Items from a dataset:
=== Begin Enclosure ===
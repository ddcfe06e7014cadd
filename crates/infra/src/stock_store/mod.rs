//! Counter store boundary.
//!
//! A stock store owns the available/reserved counters and executes the
//! check-and-transfer as one atomic unit. The engine never reads and then
//! writes in separate calls; it hands the whole request to the store.

pub mod in_memory;
#[cfg(feature = "redis")]
pub mod redis;
#[cfg(feature = "redis")]
mod script;
pub mod r#trait;

pub use in_memory::InMemoryStockStore;
pub use r#trait::{AsyncStockStore, StockStore, StockStoreError};

#[cfg(feature = "redis")]
pub use self::redis::RedisStockStore;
=== End Enclosure ===
• [The problem] The records above need copying. Do it exactly.

• [Output for this task]
repository ddcfe06e7014cadd
filename crates/infra/src/stock_store/mod.rs
//! Counter store boundary.
//!
//! A stock store owns the available/reserved counters and executes the
//! check-and-transfer as one atomic unit. The engine never reads and then
//! writes in separate calls; it hands the whole request to the store.

pub mod in_memory;
#[cfg(feature = "redis")]
pub mod redis;
#[cfg(feature = "redis")]
mod script;
pub mod r#trait;

pub use in_memory::InMemoryStockStore;
pub use r#trait::{AsyncStockStore, StockStore, StockStoreError};

#[cfg(feature = "redis")]
pub use self::redis::RedisStockStore;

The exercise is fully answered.